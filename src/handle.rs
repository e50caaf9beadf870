//! Generation-checked handle registry.
//!
//! Objects crossing the boundary are owned by a [`Registry`] and referred to
//! by [`Handle`] tokens: a slot index plus the generation the slot had when
//! the object was inserted. Removing an object bumps its slot's generation,
//! so a token kept past release goes stale instead of dangling. Stale tokens
//! are rejected with an `InvalidArgument` error on every operation, release
//! included; double-release and use-after-release are detectable failures
//! rather than undefined behavior.
//!
//! Tokens are `Copy` and typed by a phantom marker, so a wallet handle cannot
//! be passed where a config handle is expected.

use std::fmt;
use std::marker::PhantomData;

use crate::error::{Error, Result};

/// Boundary token for one registry entry.
pub struct Handle<T> {
    index: u32,
    generation: u32,
    _marker: PhantomData<fn() -> T>,
}

impl<T> Handle<T> {
    fn new(index: u32, generation: u32) -> Self {
        Self { index, generation, _marker: PhantomData }
    }
}

// Manual impls keep Handle<T> copyable for any T.
impl<T> Clone for Handle<T> {
    fn clone(&self) -> Self {
        *self
    }
}

impl<T> Copy for Handle<T> {}

impl<T> PartialEq for Handle<T> {
    fn eq(&self, other: &Self) -> bool {
        self.index == other.index && self.generation == other.generation
    }
}

impl<T> Eq for Handle<T> {}

impl<T> fmt::Debug for Handle<T> {
    fn fmt(&self, f: &mut fmt::Formatter<'_>) -> fmt::Result {
        write!(f, "Handle({}v{})", self.index, self.generation)
    }
}

struct Slot<T> {
    generation: u32,
    value: Option<T>,
}

/// Slotted arena with per-slot generations. Freed slots are reused; their
/// generation is bumped on removal so old tokens never resolve again.
pub struct Registry<T> {
    label: &'static str,
    slots: Vec<Slot<T>>,
    free: Vec<u32>,
}

impl<T> Registry<T> {
    pub fn new(label: &'static str) -> Self {
        Self { label, slots: Vec::new(), free: Vec::new() }
    }

    pub fn insert(&mut self, value: T) -> Handle<T> {
        match self.free.pop() {
            Some(index) => {
                let slot = &mut self.slots[index as usize];
                slot.value = Some(value);
                Handle::new(index, slot.generation)
            }
            None => {
                let index = self.slots.len() as u32;
                self.slots.push(Slot { generation: 0, value: Some(value) });
                Handle::new(index, 0)
            }
        }
    }

    pub fn get(&self, handle: Handle<T>) -> Result<&T> {
        self.slots
            .get(handle.index as usize)
            .filter(|slot| slot.generation == handle.generation)
            .and_then(|slot| slot.value.as_ref())
            .ok_or_else(|| Error::stale_handle(self.label))
    }

    pub fn get_mut(&mut self, handle: Handle<T>) -> Result<&mut T> {
        let label = self.label;
        self.slots
            .get_mut(handle.index as usize)
            .filter(|slot| slot.generation == handle.generation)
            .and_then(|slot| slot.value.as_mut())
            .ok_or_else(|| Error::stale_handle(label))
    }

    /// Remove the entry and invalidate every outstanding copy of its token.
    pub fn remove(&mut self, handle: Handle<T>) -> Result<T> {
        let slot = self
            .slots
            .get_mut(handle.index as usize)
            .filter(|slot| slot.generation == handle.generation)
            .ok_or_else(|| Error::stale_handle(self.label))?;
        let value = slot.value.take().ok_or_else(|| Error::stale_handle(self.label))?;
        slot.generation = slot.generation.wrapping_add(1);
        self.free.push(handle.index);
        Ok(value)
    }

    pub fn len(&self) -> usize {
        self.slots.iter().filter(|slot| slot.value.is_some()).count()
    }

    pub fn is_empty(&self) -> bool {
        self.len() == 0
    }
}
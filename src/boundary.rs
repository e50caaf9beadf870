//! The call surface: typed handles in, result envelopes out.
//!
//! `Boundary` owns every object it hands across - configs, wallets, and the
//! payload of every envelope. Callers hold generation-checked tokens; a token
//! released twice, or used after release, reports `InvalidArgument` on every
//! operation instead of being undefined behavior.
//!
//! Registries are guarded by short-lived locks. Each wallet sits behind its
//! own mutex, so a blocking sync on one handle never delays operations or
//! releases on another.

use std::sync::{Arc, Mutex, MutexGuard};

use bdk_wallet::bitcoin::Network;
use tracing::{info, warn};

use crate::chain::{ChainSource, ElectrumSource};
use crate::config::{BlockchainConfig, DatabaseConfig};
use crate::envelope::CallResult;
use crate::error::Result;
use crate::handle::{Handle, Registry};
use crate::wallet::{LocalUtxo, WalletCore};

pub type BlockchainConfigHandle = Handle<BlockchainConfig>;
pub type DatabaseConfigHandle = Handle<DatabaseConfig>;
pub type WalletHandle = Handle<WalletSlot>;

/// Registry entry backing one live wallet. Opaque to callers; the token is
/// the only way in.
pub struct WalletSlot(Arc<Mutex<WalletCore>>);

pub struct Boundary {
    network: Network,
    blockchain_configs: Mutex<Registry<BlockchainConfig>>,
    database_configs: Mutex<Registry<DatabaseConfig>>,
    wallets: Mutex<Registry<WalletSlot>>,
}

impl Default for Boundary {
    fn default() -> Self {
        Self::new(Network::Testnet)
    }
}

impl Boundary {
    /// All wallets created through this boundary live on `network`.
    pub fn new(network: Network) -> Self {
        Self {
            network,
            blockchain_configs: Mutex::new(Registry::new("blockchain config")),
            database_configs: Mutex::new(Registry::new("database config")),
            wallets: Mutex::new(Registry::new("wallet")),
        }
    }

    pub fn network(&self) -> Network {
        self.network
    }

    // ------------------------------------------------------------------
    // Configuration objects
    // ------------------------------------------------------------------

    /// Electrum endpoint plus scan parameters. Nothing is validated beyond
    /// argument presence; reachability is deferred to the first sync.
    pub fn new_electrum_config(
        &self,
        endpoint: &str,
        proxy: Option<&str>,
        stop_gap: u32,
        timeout_s: u32,
    ) -> BlockchainConfigHandle {
        let config = BlockchainConfig::electrum(endpoint, proxy, stop_gap, timeout_s);
        lock(&self.blockchain_configs).insert(config)
    }

    pub fn new_memory_config(&self) -> DatabaseConfigHandle {
        lock(&self.database_configs).insert(DatabaseConfig::memory())
    }

    pub fn new_persistent_config(&self, path: &str, id: &str) -> DatabaseConfigHandle {
        lock(&self.database_configs).insert(DatabaseConfig::persistent(path, id))
    }

    pub fn free_blockchain_config(&self, handle: BlockchainConfigHandle) -> Result<()> {
        lock(&self.blockchain_configs).remove(handle).map(drop)
    }

    pub fn free_database_config(&self, handle: DatabaseConfigHandle) -> Result<()> {
        lock(&self.database_configs).remove(handle).map(drop)
    }

    // ------------------------------------------------------------------
    // Wallet lifecycle
    // ------------------------------------------------------------------

    /// Creates a wallet from the descriptor pair and the two configs. The
    /// configs are read, not consumed; the caller still releases them.
    pub fn new_wallet(
        &self,
        receive_descriptor: &str,
        change_descriptor: &str,
        blockchain: BlockchainConfigHandle,
        database: DatabaseConfigHandle,
    ) -> CallResult<WalletHandle> {
        let config = match lock(&self.blockchain_configs).get(blockchain).cloned() {
            Ok(config) => config,
            Err(err) => return CallResult::err(err),
        };
        let chain = Box::new(ElectrumSource::new(&config));
        self.new_wallet_with_chain(
            receive_descriptor,
            change_descriptor,
            chain,
            config.stop_gap(),
            database,
        )
    }

    /// Dependency-injection seam: same as [`new_wallet`] but with the chain
    /// source supplied directly, so embedders and tests can run against a
    /// deterministic backend.
    ///
    /// [`new_wallet`]: Boundary::new_wallet
    pub fn new_wallet_with_chain(
        &self,
        receive_descriptor: &str,
        change_descriptor: &str,
        chain: Box<dyn ChainSource>,
        stop_gap: u32,
        database: DatabaseConfigHandle,
    ) -> CallResult<WalletHandle> {
        let database = match lock(&self.database_configs).get(database).cloned() {
            Ok(config) => config,
            Err(err) => return CallResult::err(err),
        };
        let created = WalletCore::create(
            receive_descriptor,
            change_descriptor,
            self.network,
            &database,
            chain,
            stop_gap,
        );
        match created {
            Ok(core) => {
                let handle = lock(&self.wallets).insert(WalletSlot(Arc::new(Mutex::new(core))));
                info!(?handle, network = %self.network, "wallet created");
                CallResult::ok(handle)
            }
            Err(err) => CallResult::err(err),
        }
    }

    /// Live -> Released. The token and every copy of it go stale.
    pub fn free_wallet(&self, handle: WalletHandle) -> Result<()> {
        lock(&self.wallets).remove(handle).map(|_| {
            info!(?handle, "wallet released");
        })
    }

    /// Releases the envelope and, if it carries a wallet, the wallet itself.
    pub fn free_wallet_result(&self, result: CallResult<WalletHandle>) {
        if let Ok(handle) = result.into_result() {
            if let Err(err) = self.free_wallet(handle) {
                warn!(%err, "wallet handle in released envelope was already freed");
            }
        }
    }

    // ------------------------------------------------------------------
    // Query operations
    // ------------------------------------------------------------------

    /// Blocking full rescan. On failure the wallet's prior state is
    /// unchanged.
    pub fn sync_wallet(&self, handle: WalletHandle) -> CallResult<()> {
        self.with_wallet(handle, |core| core.sync())
    }

    /// Derives the next unused external address and advances the keychain
    /// index.
    pub fn new_address(&self, handle: WalletHandle) -> CallResult<String> {
        self.with_wallet(handle, |core| core.new_address())
    }

    /// UTXO snapshot as of the last successful sync. Does not sync.
    pub fn list_unspent(&self, handle: WalletHandle) -> CallResult<Vec<LocalUtxo>> {
        self.with_wallet(handle, |core| Ok(core.list_unspent()))
    }

    /// Sum of `value` over the current UTXO set.
    pub fn balance(&self, handle: WalletHandle) -> CallResult<u64> {
        self.with_wallet(handle, |core| Ok(core.balance()))
    }

    fn with_wallet<T>(
        &self,
        handle: WalletHandle,
        op: impl FnOnce(&mut WalletCore) -> Result<T>,
    ) -> CallResult<T> {
        // Clone the Arc out so the registry lock is not held across the
        // (possibly long) wallet operation.
        let slot = match lock(&self.wallets).get(handle) {
            Ok(slot) => slot.0.clone(),
            Err(err) => return CallResult::err(err),
        };
        let mut core = lock(&slot);
        op(&mut core).into()
    }

    // ------------------------------------------------------------------
    // Envelope releases
    // ------------------------------------------------------------------
    //
    // Dropping an envelope releases it; these exist for callers keeping the
    // explicit-release discipline of the call surface.

    pub fn free_string_result(&self, result: CallResult<String>) {
        drop(result);
    }

    pub fn free_utxo_list_result(&self, result: CallResult<Vec<LocalUtxo>>) {
        drop(result);
    }

    pub fn free_uint64_result(&self, result: CallResult<u64>) {
        drop(result);
    }

    pub fn free_void_result(&self, result: CallResult<()>) {
        drop(result);
    }
}

// A caller thread panicking mid-operation must not poison the registries
// for every later call.
fn lock<T>(mutex: &Mutex<T>) -> MutexGuard<'_, T> {
    mutex.lock().unwrap_or_else(|poisoned| poisoned.into_inner())
}
//! Shared fixtures: the well-known testnet descriptor pair, its first
//! external addresses, and a deterministic chain source.

#![allow(dead_code)]

use std::collections::BTreeMap;
use std::str::FromStr;
use std::sync::atomic::{AtomicU32, Ordering};
use std::sync::Arc;

use walletgate::bdk_wallet::bitcoin::hashes::Hash;
use walletgate::bdk_wallet::bitcoin::{
    absolute, transaction, Address, Amount, OutPoint, ScriptBuf, Transaction, TxIn, TxOut, Txid,
};
use walletgate::bdk_wallet::chain::spk_client::FullScanRequest;
use walletgate::bdk_wallet::chain::TxUpdate;
use walletgate::bdk_wallet::{KeychainKind, Update, Wallet};
use walletgate::{ChainSource, Error, Network, Result};

pub const RECEIVE_DESC: &str = "wpkh([c258d2e4/84h/1h/0h]tpubDDYkZojQFQjht8Tm4jsS3iuEmKjTiEGjG6KnuFNKKJb5A6ZUCUZKdvLdSDWofKi4ToRCwb9poe1XdqfUnP4jaJjCB2Zwv11ZLgSbnZSNecE/0/*)";
pub const CHANGE_DESC: &str = "wpkh([c258d2e4/84h/1h/0h]tpubDDYkZojQFQjht8Tm4jsS3iuEmKjTiEGjG6KnuFNKKJb5A6ZUCUZKdvLdSDWofKi4ToRCwb9poe1XdqfUnP4jaJjCB2Zwv11ZLgSbnZSNecE/1/*)";

// First two external addresses for the pair above - used to detect
// derivation drift.
pub const ADDR_0: &str = "tb1qgkhp034fyxeta00h0nne9tzfm0vsxq4prduzxp";
pub const ADDR_1: &str = "tb1qd6u9q327sru2ljvwzdtfrdg36sapax7udz97wf";

pub fn script_for(address: &str) -> ScriptBuf {
    Address::from_str(address)
        .expect("valid address")
        .require_network(Network::Testnet)
        .expect("testnet address")
        .script_pubkey()
}

/// Script at `index` on the change branch, peeked without advancing state.
pub fn internal_script(index: u32) -> ScriptBuf {
    let wallet = Wallet::create(RECEIVE_DESC.to_string(), CHANGE_DESC.to_string())
        .network(Network::Testnet)
        .create_wallet_no_persist()
        .expect("peek wallet");
    wallet.peek_address(KeychainKind::Internal, index).address.script_pubkey()
}

/// Chain source serving a canned set of unconfirmed payments. Each payment
/// becomes its own single-output transaction; `fail_after` turns the source
/// unreachable once that many scans have been served.
pub struct FakeChain {
    payments: Vec<(ScriptBuf, u64)>,
    last_active: Vec<(KeychainKind, u32)>,
    fail_after: Option<u32>,
    calls: AtomicU32,
}

impl FakeChain {
    pub fn new(payments: Vec<(ScriptBuf, u64)>, last_active: Vec<(KeychainKind, u32)>) -> Self {
        Self { payments, last_active, fail_after: None, calls: AtomicU32::new(0) }
    }

    pub fn empty() -> Self {
        Self::new(Vec::new(), Vec::new())
    }

    pub fn unreachable() -> Self {
        Self::empty().failing_after(0)
    }

    pub fn failing_after(mut self, scans: u32) -> Self {
        self.fail_after = Some(scans);
        self
    }
}

impl ChainSource for FakeChain {
    fn full_scan(
        &self,
        _request: FullScanRequest<KeychainKind>,
        _stop_gap: usize,
    ) -> Result<Update> {
        let served = self.calls.fetch_add(1, Ordering::SeqCst);
        if matches!(self.fail_after, Some(limit) if served >= limit) {
            return Err(Error::Network("electrum backend unreachable".into()));
        }

        let mut tx_update = TxUpdate::default();
        for (salt, (script, sats)) in self.payments.iter().enumerate() {
            let tx = payment_tx(script.clone(), *sats, salt as u32);
            tx_update.seen_ats.insert((tx.compute_txid(), 1_700_000_000 + salt as u64));
            tx_update.txs.push(Arc::new(tx));
        }

        let mut last_active_indices = BTreeMap::new();
        for (keychain, index) in &self.last_active {
            last_active_indices.insert(*keychain, *index);
        }

        Ok(Update { last_active_indices, tx_update, chain: None })
    }
}

// Each payment spends its own synthetic outpoint. A null prevout would make
// the transaction coinbase-shaped, and distinct prevouts keep txids distinct
// for equal payments.
fn payment_tx(script_pubkey: ScriptBuf, sats: u64, salt: u32) -> Transaction {
    let funding = OutPoint::new(Txid::from_byte_array([0xbe; 32]), salt);
    Transaction {
        version: transaction::Version::TWO,
        lock_time: absolute::LockTime::ZERO,
        input: vec![TxIn { previous_output: funding, ..TxIn::default() }],
        output: vec![TxOut { value: Amount::from_sat(sats), script_pubkey }],
    }
}
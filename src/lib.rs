//! Walletgate: a descriptor-based Bitcoin wallet behind a generation-checked
//! handle boundary.
//!
//! # Architecture
//!
//! ```text
//! Boundary (call surface: handles in, envelopes out)
//!   │
//!   ├── Registry<BlockchainConfig>   (Electrum endpoint, stop-gap, timeout)
//!   ├── Registry<DatabaseConfig>     (memory | file store)
//!   └── Registry<WalletSlot>
//!         └── WalletCore
//!               ├── bdk_wallet   (descriptors, keychain indices, UTXO set)
//!               ├── ChainSource  (Electrum full scan; fakes in tests)
//!               └── Backing      (in-memory | bdk_file_store)
//! ```
//!
//! Every object handed to the caller - configs, wallets - is owned by a
//! boundary registry and addressed by a `Copy` token carrying the slot's
//! generation. Releasing an object bumps the generation, so double-release
//! and use-after-release are `InvalidArgument` errors, never undefined
//! behavior. Fallible operations return a [`CallResult`] envelope with
//! exactly one populated branch.
//!
//! # Call surface
//!
//! | Operation | Returns |
//! |-----------|---------|
//! | `new_electrum_config` / `new_memory_config` / `new_persistent_config` | config handle |
//! | `free_blockchain_config` / `free_database_config` | `Result<()>` |
//! | `new_wallet` / `new_wallet_with_chain` | `CallResult<WalletHandle>` |
//! | `free_wallet` / `free_wallet_result` | `Result<()>` / `()` |
//! | `sync_wallet` | `CallResult<()>` |
//! | `new_address` | `CallResult<String>` |
//! | `list_unspent` | `CallResult<Vec<LocalUtxo>>` |
//! | `balance` | `CallResult<u64>` |
//! | `free_*_result` | `()` |
//!
//! # Usage
//!
//! ```ignore
//! use walletgate::Boundary;
//!
//! let boundary = Boundary::default(); // testnet
//! let bc = boundary.new_electrum_config("ssl://electrum.blockstream.info:60002", None, 20, 30);
//! let db = boundary.new_memory_config();
//!
//! let wallet = boundary.new_wallet(RECEIVE_DESC, CHANGE_DESC, bc, db).into_result()?;
//! boundary.sync_wallet(wallet).into_result()?;
//! let address = boundary.new_address(wallet).into_result()?;
//! let total = boundary.balance(wallet).into_result()?;
//!
//! boundary.free_wallet(wallet)?;
//! boundary.free_blockchain_config(bc)?;
//! boundary.free_database_config(db)?;
//! ```

pub mod boundary;
pub mod chain;
pub mod config;
pub mod envelope;
pub mod error;
pub mod handle;
pub mod logging;
pub mod wallet;

pub use boundary::{
    BlockchainConfigHandle, Boundary, DatabaseConfigHandle, WalletHandle, WalletSlot,
};
pub use chain::{ChainSource, ElectrumSource};
pub use config::{BlockchainConfig, DatabaseConfig};
pub use envelope::CallResult;
pub use error::{Error, ErrorKind, Result};
pub use handle::{Handle, Registry};
pub use wallet::{BalanceDetail, Keychain, LocalUtxo, OutPoint, TxOut, WalletCore};

pub use bdk_wallet::bitcoin::Network;

// re-export bdk_wallet so embedders and tests share one version
pub use bdk_wallet;
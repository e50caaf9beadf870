//! Result envelopes for the call surface.
//!
//! Every fallible boundary operation returns a [`CallResult`]: a carrier with
//! exactly one populated branch, success payload or error. The constructors
//! are the only way to build one, so the exclusivity invariant holds by
//! construction. Dropping the envelope releases the occupied branch; the
//! `free_*_result` operations on [`Boundary`](crate::Boundary) exist for
//! callers that keep the original explicit-release discipline.

use crate::error::{Error, ErrorKind};

#[derive(Debug)]
pub struct CallResult<T> {
    ok: Option<T>,
    err: Option<Error>,
}

impl<T> CallResult<T> {
    pub fn ok(value: T) -> Self {
        Self { ok: Some(value), err: None }
    }

    pub fn err(error: Error) -> Self {
        Self { ok: None, err: Some(error) }
    }

    pub fn is_ok(&self) -> bool {
        self.ok.is_some()
    }

    pub fn is_err(&self) -> bool {
        self.err.is_some()
    }

    /// Borrow the success payload, if this is a success envelope.
    pub fn ok_ref(&self) -> Option<&T> {
        self.ok.as_ref()
    }

    /// Borrow the error, if this is an error envelope.
    pub fn err_ref(&self) -> Option<&Error> {
        self.err.as_ref()
    }

    pub fn err_kind(&self) -> Option<ErrorKind> {
        self.err.as_ref().map(Error::kind)
    }

    /// Consume the envelope into a plain `Result`, releasing nothing early.
    pub fn into_result(mut self) -> Result<T, Error> {
        match (self.ok.take(), self.err.take()) {
            (Some(value), None) => Ok(value),
            (None, Some(error)) => Err(error),
            // Unreachable: constructors populate exactly one branch.
            _ => Err(Error::Unknown("envelope with no occupied branch".into())),
        }
    }
}

impl<T> From<Result<T, Error>> for CallResult<T> {
    fn from(result: Result<T, Error>) -> Self {
        match result {
            Ok(value) => CallResult::ok(value),
            Err(error) => CallResult::err(error),
        }
    }
}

### Exercise goal
Within the listing above, say how many lines contain the string "created". Reply with the number only.

### Solution for this problem
4